Saat ini, perahu jalur telah menjadi atraksi wisata utama di Kabupaten Kuantan Singingi, terkenal melalui Festival Pacu Jalur. Festival ini tidak hanya menonjol dalam kompetisi balap perahu tradisional, tetapi juga telah terpilih sebagai salah satu dari Top 10 Karisma Event Nusantara (KEN) 2024. Rencananya akan berlangsung dari 20 hingga 25 Agustus 2024, festival ini merupakan upaya pelestarian budaya dan tradisi leluhur.
Bidar
Berikutnya, kita memiliki perahu tradisional dari Indonesia, khususnya dari Palembang, Sumatra Selatan. Perahu bidar ini berukuran panjang sekitar 24-30 meter, lebar antara 75-100 cm, dan tinggi 60-100 cm. Dengan dimensi tersebut, perahu bidar dapat mengangkut sekitar 45-58 orang. Akan tetapi, berdasarkan tradisi masyarakat Palembang, hanya pria yang diizinkan untuk menaiki perahu bidar.
Dalam bahasa Palembang, 'bidar' berarti perahu yang lancar. Menurut legenda, perahu ini dulunya digunakan dalam pertarungan untuk memenangkan hati seorang putri cantik bernama Putri Dayang Merindu. Kisah ini kemudian menginspirasi penciptaan sebuah festival budaya yang tercatat dalam kalender KEN 2024: Festival Perahu Bidar, yang dijadwalkan berlangsung pada 14-18 Agustus 2024 di Sungai Musi.
Pencalang
Kapal tradisional Indonesia, sering digunakan oleh masyarakat Riau dan Semenanjung Melayu untuk berlayar dan mengintai musuh. Sesuai dengan arti kata "pencalang" atau "pantchiallang" dalam bahasa Melayu, yang berarti mengintai atau mengintip.

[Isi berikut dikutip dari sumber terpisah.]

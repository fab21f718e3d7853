use std::collections::{BTreeSet, HashMap};

use super::{index_key, Message};

#[derive(Debug, Clone, PartialEq, Eq)]
pub struct BufferedMessage {
    pub key: u64,
    pub message: Message,
    /// Time (ms) at which the message stops being eligible for correlation
    pub deadline: u64,
}

/// Messages awaiting late correlation and the ids retained for deduplication
#[derive(Debug, Default, Clone)]
pub struct MessageBuffer {
    messages: HashMap<u64, BufferedMessage>,
    // (name, correlation key) -> message keys in publish order
    index: HashMap<(String, String), BTreeSet<u64>>,
    deadlines: BTreeSet<(u64, u64)>,
    // (name, id) -> (retained until, publishing message key)
    ids: HashMap<(String, String), (u64, u64)>,
    id_deadlines: BTreeSet<(u64, String, String)>,
}

impl MessageBuffer {
    pub fn new() -> Self {
        Self::default()
    }

    pub fn insert(&mut self, key: u64, message: Message, deadline: u64) {
        self.index
            .entry(index_key(&message.name, &message.correlation_key))
            .or_default()
            .insert(key);
        self.deadlines.insert((deadline, key));
        self.messages.insert(
            key,
            BufferedMessage {
                key,
                message,
                deadline,
            },
        );
    }

    pub fn get(&self, key: u64) -> Option<&BufferedMessage> {
        self.messages.get(&key)
    }

    pub fn remove(&mut self, key: u64) -> Option<BufferedMessage> {
        let buffered = self.messages.remove(&key)?;
        let idx = index_key(&buffered.message.name, &buffered.message.correlation_key);
        if let Some(keys) = self.index.get_mut(&idx) {
            keys.remove(&key);
            if keys.is_empty() {
                self.index.remove(&idx);
            }
        }
        self.deadlines.remove(&(buffered.deadline, key));
        Some(buffered)
    }

    /// The earliest published message for `(name, correlation_key)` that has
    /// not reached its deadline
    pub fn first_match(
        &self,
        name: &str,
        correlation_key: &str,
        now: u64,
    ) -> Option<&BufferedMessage> {
        self.index
            .get(&index_key(name, correlation_key))?
            .iter()
            .filter_map(|key| self.messages.get(key))
            .find(|m| m.deadline > now)
    }

    /// Keys of the messages whose deadline has passed, in deadline order
    pub fn expired(&self, now: u64) -> Vec<u64> {
        self.deadlines
            .iter()
            .take_while(|(deadline, _)| *deadline <= now)
            .map(|(_, key)| *key)
            .collect()
    }

    /// Retain the id of the message `key` until the given time
    pub fn retain_id(&mut self, name: &str, id: &str, until: u64, key: u64) {
        if let Some((previous, _)) = self.ids.insert(index_key(name, id), (until, key)) {
            self.id_deadlines
                .remove(&(previous, name.to_string(), id.to_string()));
        }
        self.id_deadlines
            .insert((until, name.to_string(), id.to_string()));
    }

    /// Whether the id is still retained at `now`, swept or not
    pub fn has_id(&self, name: &str, id: &str, now: u64) -> bool {
        matches!(self.ids.get(&index_key(name, id)), Some((until, _)) if *until > now)
    }

    pub fn release_id(&mut self, name: &str, id: &str) -> bool {
        match self.ids.remove(&index_key(name, id)) {
            Some((until, _)) => {
                self.id_deadlines
                    .remove(&(until, name.to_string(), id.to_string()));
                true
            }
            None => false,
        }
    }

    /// Retained ids whose retention has passed, in retention order, as
    /// `(message key, name, id)`
    pub fn expired_ids(&self, now: u64) -> Vec<(u64, String, String)> {
        self.id_deadlines
            .iter()
            .take_while(|(until, _, _)| *until <= now)
            .filter_map(|(_, name, id)| {
                let (_, key) = self.ids.get(&index_key(name, id))?;
                Some((*key, name.clone(), id.clone()))
            })
            .collect()
    }

    pub fn len(&self) -> usize {
        self.messages.len()
    }

    pub fn is_empty(&self) -> bool {
        self.messages.is_empty()
    }
}

#[cfg(test)]
mod tests {
    use super::*;
    use crate::document::Document;

    fn message(name: &str, key: &str) -> Message {
        Message {
            name: name.into(),
            correlation_key: key.into(),
            id: None,
            variables: Document::empty(),
            ttl_ms: 1000,
        }
    }

    #[test]
    fn it_matches_the_earliest_live_message() {
        let mut buffer = MessageBuffer::new();
        buffer.insert(2, message("order canceled", "o-1"), 100);
        buffer.insert(1, message("order canceled", "o-1"), 50);
        buffer.insert(3, message("order canceled", "o-2"), 100);

        assert_eq!(buffer.first_match("order canceled", "o-1", 0).map(|m| m.key), Some(1));
        // expired but not yet swept
        assert_eq!(buffer.first_match("order canceled", "o-1", 50).map(|m| m.key), Some(2));
        assert_eq!(buffer.first_match("order canceled", "o-3", 0), None);
        assert_eq!(buffer.first_match("other", "o-1", 0), None);
    }

    #[test]
    fn it_lists_expired_messages_in_deadline_order() {
        let mut buffer = MessageBuffer::new();
        buffer.insert(1, message("a", "k"), 300);
        buffer.insert(2, message("a", "k"), 100);
        buffer.insert(3, message("b", "k"), 200);

        assert_eq!(buffer.expired(99), Vec::<u64>::new());
        assert_eq!(buffer.expired(200), vec![2, 3]);

        buffer.remove(2);
        assert_eq!(buffer.expired(200), vec![3]);
        assert_eq!(buffer.len(), 2);
    }

    #[test]
    fn it_cleans_the_index_on_removal() {
        let mut buffer = MessageBuffer::new();
        buffer.insert(1, message("a", "k"), 100);
        assert!(buffer.remove(1).is_some());
        assert!(buffer.remove(1).is_none());
        assert!(buffer.is_empty());
        assert!(buffer.index.is_empty());
        assert!(buffer.deadlines.is_empty());
    }

    #[test]
    fn it_retains_ids_until_released() {
        let mut buffer = MessageBuffer::new();
        buffer.retain_id("a", "x", 100, 1);
        buffer.retain_id("b", "x", 50, 2);

        assert!(buffer.has_id("a", "x", 0));
        assert!(!buffer.has_id("a", "y", 0));
        assert_eq!(
            buffer.expired_ids(100),
            vec![(2, "b".to_string(), "x".to_string()), (1, "a".to_string(), "x".to_string())]
        );

        assert!(buffer.release_id("b", "x"));
        assert!(!buffer.release_id("b", "x"));
        assert_eq!(buffer.expired_ids(100), vec![(1, "a".to_string(), "x".to_string())]);
    }

    #[test]
    fn it_stops_retaining_ids_at_their_deadline_before_the_sweep() {
        let mut buffer = MessageBuffer::new();
        buffer.retain_id("a", "x", 100, 1);

        assert!(buffer.has_id("a", "x", 99));
        assert!(!buffer.has_id("a", "x", 100));

        // a new publish with the same id replaces the expired retention
        buffer.retain_id("a", "x", 300, 2);
        assert!(buffer.has_id("a", "x", 100));
        assert_eq!(buffer.expired_ids(200), Vec::new());
        assert_eq!(
            buffer.expired_ids(300),
            vec![(2, "a".to_string(), "x".to_string())]
        );
    }
}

Berdasarkan catatan sejarah dan relief Candi Borobudur, perahu pencalang telah digunakan sejak zaman Kerajaan Majapahit. Pada masa itu, kapal ini digunakan untuk perdagangan dan peperangan, dengan layar tinggi yang ideal untuk mengawasi musuh. Kapal pencalang juga menjadi simbol dan kendaraan resmi Kesultanan Siak Sri Indrapura. Saat ini, kapal pencalang dijadikan maskot Provinsi Riau.